Japan & Australia to partner on hydrogen supply for energy shift
Japan announced Saturday the launch of a hydrogen supply chain with Australia as the two countries and Southeast Asian nations gathered for their first ministerial meeting on the reduction of carbon emissions in the fast-growing region.
In a video message for the meeting on the Asia Zero Emission Community framework, an initiative proposed by Japan, Prime Minister Fumio Kishida said he would like to expand hydrogen supply chain networks throughout the region by cooperating further with Asian nations.
"In Asia, we should hold as many energy options as possible, and hydrogen and ammonia are options," he said, underscoring hydrogen could be a valuable source of energy in making clean energy transitions, especially in a region prone to natural disasters.
In a joint statement issued after the one-day meeting in Tokyo, a total of 11 nations joining AZEC said they "recognize that accelerating the energy transition in the Asian region is key to achieve the goals" of the Paris international accord to tackle climate change.
Japan is pitching new decarbonization technologies, such as using hydrogen and ammonia in thermal power generation and carbon dioxide capture. It has also called for carbon neutrality while securing a stable energy supply amid an energy crisis triggered by Russia's invasion of Ukraine.
Hydrogen and ammonia can play a significant role in cutting emissions from thermal power generation, the transportation sector and industries that heavily depend on fossil fuel, according to the Japanese government.
The bilateral hydrogen supply chain will connect the Australian state of Victoria and Kawasaki, a city located southwest of Tokyo in the Keihin industrial zone, according to Japanese officials.
In January last year, Kishida announced the Asia zero emission concept to promote regional decarbonization and cooperation in advancing the transition to clean energy.

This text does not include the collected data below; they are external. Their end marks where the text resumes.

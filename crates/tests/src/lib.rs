//! # Integration Tests
//!
//! 集成测试与端到端测试。
//!
//! 负责：
//! - 合约快照测试
//! - 端到端管道测试 (sources -> sink -> worker -> persistence)
//! - 并发性质测试 (无丢失、无重复、有界关闭)

#[cfg(test)]
mod contract_tests {
    use contracts::{ConfigVersion, PipelineConfig, Summary};

    #[test]
    fn test_default_config_is_v1_and_serializes_version() {
        let config = PipelineConfig::default();
        assert_eq!(config.version, ConfigVersion::V1);

        let toml = config_loader::ConfigLoader::to_toml(&config).unwrap();
        assert!(toml.contains("version = \"V1\""), "{toml}");
    }

    #[test]
    fn test_default_constants() {
        let config = PipelineConfig::default();
        assert_eq!(config.sources.count, 5);
        assert_eq!(config.sources.update_interval_ms, 1500);
        assert_eq!(config.aggregation.interval_ms, 3000);
        assert_eq!(config.aggregation.congestion_threshold, 80);
        assert_eq!(config.run.duration_secs, 60);
    }

    #[test]
    fn test_shipped_config_matches_defaults() {
        let path = std::path::Path::new(env!("CARGO_MANIFEST_DIR")).join("../../config.toml");
        let config = config_loader::ConfigLoader::load_from_path(&path).unwrap();
        assert_eq!(config, PipelineConfig::default());
    }

    #[test]
    fn test_persistence_line_format() {
        let summary = Summary {
            cycle: 1,
            count: 3,
            total: 210,
            average: 70,
            min: 50,
            max: 90,
            alerts: vec![],
        };
        assert_eq!(summary.to_string(), "Avg: 70, Min: 50, Max: 90");
    }
}

#[cfg(test)]
mod e2e_tests {
    use std::sync::Arc;
    use std::time::{Duration, Instant};

    use aggregation::{AggregationSink, AggregationWorker};
    use contracts::{ShutdownSignal, SourceId};
    use sinks::{FileSummarySink, MemoryAlertSink, MemorySummarySink};
    use sources::{ScriptedGenerator, SourcePool};

    /// End-to-end test: scripted sources -> AggregationSink -> worker -> memory sinks
    ///
    /// 验证完整的数据流：
    /// 1. 每个数据源以固定值提交数据
    /// 2. Worker 按周期汇总
    /// 3. 告警数量等于超过阈值的读数数量
    #[test]
    fn test_e2e_scripted_pipeline() {
        let shutdown = ShutdownSignal::new();
        let sink = AggregationSink::new(&shutdown);
        let summaries = MemorySummarySink::new();
        let alerts = MemoryAlertSink::new();

        let worker = AggregationWorker::new(
            Arc::clone(&sink),
            summaries.clone(),
            alerts.clone(),
            Duration::from_millis(50),
            80,
            shutdown.clone(),
        )
        .spawn()
        .unwrap();

        let scripts = [50, 90, 70];
        let pool = SourcePool::spawn_with(
            3,
            Duration::from_millis(10),
            Arc::clone(&sink),
            &shutdown,
            |id: SourceId| ScriptedGenerator::new([scripts[id.get() as usize]]),
        )
        .unwrap();

        std::thread::sleep(Duration::from_millis(300));
        shutdown.trigger();

        let reports = pool.join().unwrap();
        let report = worker.join().unwrap();
        // anything submitted after the final drain stays in the sink
        let leftover = sink.drain();

        let submitted: u64 = reports.iter().map(|r| r.submitted).sum();
        assert_eq!(report.readings_aggregated + leftover.len() as u64, submitted);

        let high = reports
            .iter()
            .find(|r| r.source_id == SourceId::new(1))
            .unwrap()
            .submitted;
        let high_leftover = leftover.iter().filter(|r| r.value == 90).count() as u64;
        assert_eq!(report.alerts_raised, high - high_leftover);
        assert!(alerts.alerts().iter().all(|a| a.source_id == SourceId::new(1) && a.value == 90));

        let written = summaries.summaries();
        assert_eq!(written.len() as u64, report.summaries_written);
        for summary in written {
            assert!(summary.min >= 50 && summary.max <= 90);
            assert!(summary.min <= summary.average && summary.average <= summary.max);
            assert_eq!(summary.average as u64, summary.total / summary.count as u64);
        }
    }

    /// 单周期 {50, 90, 70} 写入文件
    #[test]
    fn test_e2e_single_cycle_to_file() {
        let dir = tempfile::tempdir().unwrap();
        let path = dir.path().join("traffic_log.txt");

        let shutdown = ShutdownSignal::new();
        let sink = AggregationSink::new(&shutdown);
        let alerts = MemoryAlertSink::new();
        let worker = AggregationWorker::new(
            Arc::clone(&sink),
            FileSummarySink::create(&path).unwrap(),
            alerts.clone(),
            Duration::from_secs(30),
            80,
            shutdown.clone(),
        )
        .spawn()
        .unwrap();

        for (id, value) in [(0, 50), (1, 90), (2, 70)] {
            sink.submit(contracts::Reading::now(SourceId::new(id), value));
        }

        let started = Instant::now();
        shutdown.trigger();
        let report = worker.join().unwrap();
        assert!(started.elapsed() < Duration::from_secs(5));

        assert_eq!(report.summaries_written, 1);
        assert_eq!(
            std::fs::read_to_string(&path).unwrap(),
            "Avg: 70, Min: 50, Max: 90\n"
        );
        let delivered = alerts.alerts();
        assert_eq!(delivered.len(), 1);
        assert_eq!(
            delivered[0].to_string(),
            "Sensor 1: Congestion detected with density 90"
        );
    }

    /// 配置文件驱动的管道
    #[test]
    fn test_e2e_from_config_file() {
        let dir = tempfile::tempdir().unwrap();
        let log_path = dir.path().join("summary.txt");
        let config_path = dir.path().join("aggregator.toml");
        std::fs::write(
            &config_path,
            format!(
                "[sources]\ncount = 4\nupdate_interval_ms = 5\nseed = 11\n\n\
                 [aggregation]\ninterval_ms = 25\n\n\
                 [output]\nlog_path = {:?}\nalerts = \"log\"\n",
                log_path.display().to_string()
            ),
        )
        .unwrap();

        let config = config_loader::ConfigLoader::load_from_path(&config_path).unwrap();
        assert!(config_loader::collect_warnings(&config).is_empty());

        let shutdown = ShutdownSignal::new();
        let sink = AggregationSink::new(&shutdown);
        let worker = AggregationWorker::new(
            Arc::clone(&sink),
            FileSummarySink::create(&config.output.log_path).unwrap(),
            sinks::build_alert_sink(config.output.alerts),
            config.aggregation.interval(),
            config.aggregation.congestion_threshold,
            shutdown.clone(),
        )
        .spawn()
        .unwrap();
        let pool = SourcePool::spawn(&config.sources, Arc::clone(&sink), &shutdown).unwrap();
        assert_eq!(pool.len(), 4);

        std::thread::sleep(Duration::from_millis(150));
        shutdown.trigger();
        pool.join().unwrap();
        let report = worker.join().unwrap();

        let content = std::fs::read_to_string(&log_path).unwrap();
        assert_eq!(content.lines().count() as u64, report.summaries_written);
        assert!(report.summaries_written >= 1);
    }
}

#[cfg(test)]
mod concurrency_tests {
    use std::sync::Arc;
    use std::thread;
    use std::time::{Duration, Instant};

    use aggregation::AggregationSink;
    use contracts::{Reading, ShutdownSignal, SourceId};
    use sources::{SourcePool, UniformGenerator};

    /// K 个提交线程 + 1 个消费线程：消费总数 == 提交总数
    #[test]
    fn test_k_producers_one_drainer_conserves_readings() {
        const PRODUCERS: u32 = 8;
        const PER_PRODUCER: u32 = 2_000;

        let shutdown = ShutdownSignal::new();
        let sink = AggregationSink::new(&shutdown);

        let drainer = {
            let sink = Arc::clone(&sink);
            let shutdown = shutdown.clone();
            thread::spawn(move || {
                let mut seen = Vec::new();
                while !shutdown.is_triggered() {
                    seen.extend(sink.drain_or_wait(Duration::from_millis(1)));
                }
                seen.extend(sink.drain());
                seen
            })
        };

        let producers: Vec<_> = (0..PRODUCERS)
            .map(|id| {
                let sink = Arc::clone(&sink);
                thread::spawn(move || {
                    for value in 0..PER_PRODUCER {
                        sink.submit(Reading::now(SourceId::new(id), value));
                    }
                })
            })
            .collect();

        for producer in producers {
            producer.join().unwrap();
        }
        shutdown.trigger();
        let seen = drainer.join().unwrap();

        assert_eq!(seen.len(), (PRODUCERS * PER_PRODUCER) as usize);
        assert_eq!(sink.pending(), 0);

        let mut keys: Vec<(u32, u32)> = seen.iter().map(|r| (r.source_id.get(), r.value)).collect();
        keys.sort_unstable();
        keys.dedup();
        assert_eq!(keys.len(), (PRODUCERS * PER_PRODUCER) as usize);
    }

    /// 关闭后，所有数据源在一个更新周期内退出 (留少量调度余量)
    #[test]
    fn test_shutdown_join_is_bounded() {
        let shutdown = ShutdownSignal::new();
        let sink = AggregationSink::new(&shutdown);
        let interval = Duration::from_millis(50);

        let pool = SourcePool::spawn_with(16, interval, Arc::clone(&sink), &shutdown, |id| {
            UniformGenerator::for_source(id, Some(3))
        })
        .unwrap();

        thread::sleep(Duration::from_millis(120));
        let started = Instant::now();
        shutdown.trigger();
        let reports = pool.join().unwrap();

        assert_eq!(reports.len(), 16);
        let bound = interval * 2 + Duration::from_millis(100);
        assert!(started.elapsed() < bound, "join took {:?}", started.elapsed());
        assert!(sink
            .drain()
            .iter()
            .all(|r| (contracts::READING_MIN..=contracts::READING_MAX).contains(&r.value)));
    }

    /// 每个数据源内时间戳单调不减
    #[test]
    fn test_timestamps_non_decreasing_per_source() {
        let shutdown = ShutdownSignal::new();
        let sink = AggregationSink::new(&shutdown);
        let pool = SourcePool::spawn_with(4, Duration::from_millis(2), Arc::clone(&sink), &shutdown, |id| {
            UniformGenerator::for_source(id, None)
        })
        .unwrap();

        thread::sleep(Duration::from_millis(60));
        shutdown.trigger();
        pool.join().unwrap();

        let batch = sink.drain();
        for id in 0..4 {
            let stamps: Vec<_> = batch
                .iter()
                .filter(|r| r.source_id == SourceId::new(id))
                .map(|r| r.timestamp)
                .collect();
            assert!(stamps.windows(2).all(|w| w[0] <= w[1]));
        }
    }
}
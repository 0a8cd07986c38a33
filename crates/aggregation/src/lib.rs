//! # Aggregation
//!
//! Batch buffer and its single consumer.
//!
//! Responsibilities:
//! - Buffer readings from every source behind one lock ([`AggregationSink`])
//! - Drain the buffer once per cycle, or early on shutdown
//! - Compute count / total / average / min / max per batch
//! - Raise one alert per reading above the congestion threshold
//! - Persist one summary line per non-empty cycle
//!
//! ## Usage Example
//!
//! ```ignore
//! use aggregation::{AggregationSink, AggregationWorker};
//!
//! let sink = AggregationSink::new(&shutdown);
//! let worker = AggregationWorker::new(sink.clone(), file, alerts, interval, 80, shutdown.clone());
//! let handle = worker.spawn()?;
//! // ... sources submit into `sink` ...
//! shutdown.trigger();
//! let report = handle.join()?;
//! ```

mod error;
mod sink;
mod stats;
mod worker;

// Re-exports
pub use error::{AggregationError, Result};
pub use sink::AggregationSink;
pub use stats::summarize;
pub use worker::{AggregationWorker, WorkerHandle, WorkerReport, WORKER_THREAD_NAME};
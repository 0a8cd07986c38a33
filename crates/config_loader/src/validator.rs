//! 配置校验模块
//!
//! 校验规则：
//! - 字段范围 (count >= 1, interval_ms >= 1, duration_secs >= 1)，由 `validator` derive 完成
//! - congestion_threshold 位于 [READING_MIN, READING_MAX) 内
//! - log_path 非空
//!
//! 非致命问题通过 [`collect_warnings`] 报告。

use contracts::{ContractError, PipelineConfig, READING_MAX, READING_MIN};
use ::validator::Validate;

/// 校验 PipelineConfig 配置
///
/// 返回第一个遇到的错误，或 Ok(())。
pub fn validate(config: &PipelineConfig) -> Result<(), ContractError> {
    validate_ranges(config)?;
    validate_threshold(config)?;
    validate_output(config)?;
    Ok(())
}

/// 字段范围校验
fn validate_ranges(config: &PipelineConfig) -> Result<(), ContractError> {
    config
        .validate()
        .map_err(|e| ContractError::config_validation("config", e.to_string()))
}

/// 校验告警阈值
fn validate_threshold(config: &PipelineConfig) -> Result<(), ContractError> {
    let threshold = config.aggregation.congestion_threshold;
    if !(READING_MIN..READING_MAX).contains(&threshold) {
        return Err(ContractError::config_validation(
            "aggregation.congestion_threshold",
            format!(
                "congestion_threshold must be in [{READING_MIN}, {READING_MAX}), got {threshold}"
            ),
        ));
    }
    Ok(())
}

/// 校验输出配置
fn validate_output(config: &PipelineConfig) -> Result<(), ContractError> {
    if config.output.log_path.as_os_str().is_empty() {
        return Err(ContractError::config_validation(
            "output.log_path",
            "log_path cannot be empty",
        ));
    }
    Ok(())
}

/// 收集非致命配置警告
pub fn collect_warnings(config: &PipelineConfig) -> Vec<String> {
    let mut warnings = Vec::new();

    if config.aggregation.interval_ms < config.sources.update_interval_ms {
        warnings.push(format!(
            "aggregation.interval_ms ({}) is shorter than sources.update_interval_ms ({}) - many cycles will be empty",
            config.aggregation.interval_ms, config.sources.update_interval_ms
        ));
    }

    if config.run.duration_secs.saturating_mul(1000) < config.aggregation.interval_ms {
        warnings.push(format!(
            "run.duration_secs ({}) is shorter than one aggregation cycle - only the final flush will run",
            config.run.duration_secs
        ));
    }

    warnings
}
//! Pipeline orchestrator - wires sources, sink, worker and shutdown.
//!
//! Core components run on plain OS threads; tokio is only used here to await
//! the run duration or an external stop, and to join those threads without
//! blocking the runtime.

use std::future::Future;
use std::sync::Arc;
use std::time::Instant;

use aggregation::{
    AggregationError, AggregationSink, AggregationWorker, WorkerHandle, WorkerReport,
};
use anyhow::{Context, Result};
use contracts::{PipelineConfig, ShutdownSignal};
use sinks::{build_alert_sink, FileSummarySink, SinkMetrics};
use sources::SourcePool;
use tracing::{error, info, instrument, warn};

use super::{RunStats, StopReason};
use crate::error::CliError;

/// Main pipeline orchestrator
pub struct Pipeline {
    config: PipelineConfig,
}

impl Pipeline {
    /// Create a new pipeline with the given configuration
    pub fn new(config: PipelineConfig) -> Self {
        Self { config }
    }

    /// Run until the configured duration elapses or `interrupt` resolves
    ///
    /// Persistence failures do not abort the run: sources keep producing
    /// until the stop condition, every thread is joined, and the failure is
    /// reported in [`RunStats::failure`].
    #[instrument(
        name = "pipeline_run",
        skip_all,
        fields(
            sources = self.config.sources.count,
            duration_secs = self.config.run.duration_secs,
        )
    )]
    pub async fn run<F>(self, interrupt: F) -> Result<RunStats>
    where
        F: Future<Output = ()>,
    {
        let start_time = Instant::now();
        let config = &self.config;

        let shutdown = ShutdownSignal::new();
        let sink = AggregationSink::new(&shutdown);
        let mut failure = None;

        // Open persistence before anything runs; the worker is skipped if it fails
        let (worker, file_metrics) = match FileSummarySink::create(&config.output.log_path) {
            Ok(file) => {
                let file_metrics = file.metrics();
                let worker = AggregationWorker::new(
                    Arc::clone(&sink),
                    file,
                    build_alert_sink(config.output.alerts),
                    config.aggregation.interval(),
                    config.aggregation.congestion_threshold,
                    shutdown.clone(),
                )
                .spawn()
                .context("Failed to start aggregation worker")?;
                (Some(worker), Some(file_metrics))
            }
            Err(e) => {
                error!(error = %e, "Summary file unavailable, aggregation disabled for this run");
                failure = Some(e.to_string());
                (None, None)
            }
        };

        let pool = match SourcePool::spawn(&config.sources, Arc::clone(&sink), &shutdown) {
            Ok(pool) => pool,
            Err(e) => {
                shutdown.trigger();
                if let Some(worker) = worker {
                    abandon_worker(worker).await;
                }
                return Err(e).context("Failed to start sources");
            }
        };
        let source_metrics = pool.metrics();

        info!(
            sources = pool.len(),
            update_interval_ms = config.sources.update_interval_ms,
            aggregation_interval_ms = config.aggregation.interval_ms,
            threshold = config.aggregation.congestion_threshold,
            output = %config.output.log_path.display(),
            "Pipeline running"
        );

        let stop_reason = tokio::select! {
            _ = tokio::time::sleep(config.run.duration()) => StopReason::DurationElapsed,
            _ = interrupt => StopReason::Interrupted,
        };

        info!(reason = %stop_reason, "Shutting down pipeline...");
        shutdown.trigger();

        let (sources_result, worker_result) =
            tokio::task::spawn_blocking(move || join_all(pool, worker))
                .await
                .map_err(|e| CliError::pipeline_execution(format!("join task failed: {e}")))?;

        let source_reports = sources_result.context("Source task failed")?;

        let worker_report = match worker_result {
            Some(Ok(report)) => Some(report),
            Some(Err(e)) => {
                failure.get_or_insert_with(|| e.to_string());
                None
            }
            None => None,
        };

        let stats = RunStats {
            duration: start_time.elapsed(),
            stop_reason,
            sources: source_reports.len(),
            readings_submitted: source_metrics.snapshot().readings_submitted,
            unaggregated: sink.pending(),
            lines_persisted: file_metrics.as_deref().map_or(0, SinkMetrics::write_count),
            worker: worker_report,
            failure,
        };

        if stats.unaggregated > 0 {
            warn!(
                readings = stats.unaggregated,
                "Readings left in the sink after the final drain"
            );
        }

        info!(
            duration_secs = stats.duration.as_secs_f64(),
            readings = stats.readings_submitted,
            lines = stats.lines_persisted,
            "Pipeline shutdown complete"
        );

        Ok(stats)
    }
}

/// Join a worker whose run is being abandoned, logging how it ended
///
/// A persistence failure was already reported by the worker itself.
async fn abandon_worker(worker: WorkerHandle) -> Option<WorkerReport> {
    match tokio::task::spawn_blocking(move || worker.join()).await {
        Ok(Ok(report)) => {
            info!(
                cycles = report.cycles,
                readings = report.readings_aggregated,
                "Aggregation worker stopped before the run started"
            );
            Some(report)
        }
        Ok(Err(AggregationError::Persistence(_))) => None,
        Ok(Err(e)) => {
            warn!(error = %e, "Aggregation worker failed while stopping");
            None
        }
        Err(e) => {
            warn!(error = %e, "Aggregation worker join task failed");
            None
        }
    }
}

/// Join every source first, then the worker
fn join_all(
    pool: SourcePool,
    worker: Option<WorkerHandle>,
) -> (
    sources::Result<Vec<sources::SourceReport>>,
    Option<Result<WorkerReport, AggregationError>>,
) {
    let sources = pool.join();
    let worker = worker.map(WorkerHandle::join);
    (sources, worker)
}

Australia and all members of the Association of Southeast Asian Nations apart from Myanmar have joined the framework. ASEAN groups Brunei, Cambodia, Indonesia, Laos, Malaysia, Myanmar, the Philippines, Singapore, Thailand and Vietnam.
China and India, the world's largest and third largest emitter of carbon dioxide, respectively, are not part of the initiative.
Japanese Economy, Trade and Industry Minister Yasutoshi Nishimura told a press conference following the ministerial meeting that the initial focus of launching the AZEC framework is to help with energy transitions and the decarbonization of ASEAN.
He said Japan is coordinating with countries like China, India and South Korea through bilateral energy platforms toward net zero emissions. Southeast Asia is a center of economic and emissions growth, and efforts to decarbonize will have a huge impact on regional and global progress on climate action, climate and energy experts pointed out.
The East Asia and Pacific region is also critical to global efforts to fight climate change, as it accounts for a third of global greenhouse gas emissions and 60 percent of the world's coal consumption, according to the World Bank.
Participants of the ministerial meeting also agreed to promote investments in decarbonization infrastructure, including power grids for clean energy and strengthening human resources capacity in the area.